MATERIALS PROVIDED:
□ □ □ □ □
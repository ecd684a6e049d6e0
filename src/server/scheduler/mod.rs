pub(crate) mod job;
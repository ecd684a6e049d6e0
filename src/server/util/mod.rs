pub(crate) mod time;
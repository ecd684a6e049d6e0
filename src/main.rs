//! application entry point

use crate::server::model::config::ServerConfig;
use log::{info, warn};
use std::env;
use std::net::SocketAddrV4;
use std::path::Path;
use std::str::FromStr;
use std::time::Duration;
use derive_more::Display;

mod server;

const DOTENV_LOADING_FAILED_MSG: &str = "failed to load envs from dotenv files, aborting";
const HOST_PARSING_FAILED_MSG: &str = "failed to parse HOST, aborting";
const DEFAULT_HOST_ADDR: &str = "127.0.0.1:8080";
const DEFAULT_ORDER_PROCESSING_MILLIS: u64 = 2000;
const DEFAULT_CART_IDLE_MINUTES: u64 = 30;

#[actix_web::main()]
async fn main() -> std::io::Result<()> {
    // bootstrap
    // a. env
    let env = env::var("APP_ENV")
        .ok()
        .and_then(|v| v.parse().ok())
        .unwrap_or(Env::Dev); // default dev env if absent

    match env {
        Env::Prod | Env::Stg => {} // load in CI
        Env::Dev => dotenvy::from_path(Path::new(".env.dev"))
            .expect(DOTENV_LOADING_FAILED_MSG),
    };

    // b. logging
    env_logger::init_from_env(env_logger::Env::new().default_filter_or("info"));

    // c. run app
    let config = ServerConfig::new(
        SocketAddrV4::from_str(
            env::var("HOST")
                .unwrap_or(DEFAULT_HOST_ADDR.to_string())
                .as_str(),
        )
        .expect(HOST_PARSING_FAILED_MSG),
        env_number("CATALOG_SEED"),
        Duration::from_millis(
            env_number("ORDER_PROCESSING_MILLIS").unwrap_or(DEFAULT_ORDER_PROCESSING_MILLIS),
        ),
        Duration::from_secs(
            60 * env_number("CART_IDLE_MINUTES").unwrap_or(DEFAULT_CART_IDLE_MINUTES),
        ),
    );

    info!("App is starting in env={}", env);

    server::run(config).await
}

/// reads a numeric env var, ignoring it (with a warning) when malformed
fn env_number(key: &str) -> Option<u64> {
    let raw = env::var(key).ok()?;
    match raw.trim().parse() {
        Ok(n) => Some(n),
        Err(e) => {
            warn!("ignoring {}={:?}, {}", key, raw, e);
            None
        }
    }
}

#[derive(Debug, Display)]
#[non_exhaustive]
enum Env {
    Dev,
    Stg,
    Prod,
}

impl FromStr for Env {
    type Err = String;

    fn from_str(s: &str) -> Result<Self, Self::Err> {
        match s {
            "dev" => Ok(Self::Dev),
            "stg" => Ok(Self::Stg),
            "prod" => Ok(Self::Prod),
            s => Err(format!("Invalid Env: {s}")),
        }
    }
}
□ □ □ □ □
Whenever a line of the data includes the word "info", show that line in full.

RESPONSE TO THIS EXERCISE:
use log::{info, warn};
    env_logger::init_from_env(env_logger::Env::new().default_filter_or("info"));
    info!("App is starting in env={}", env);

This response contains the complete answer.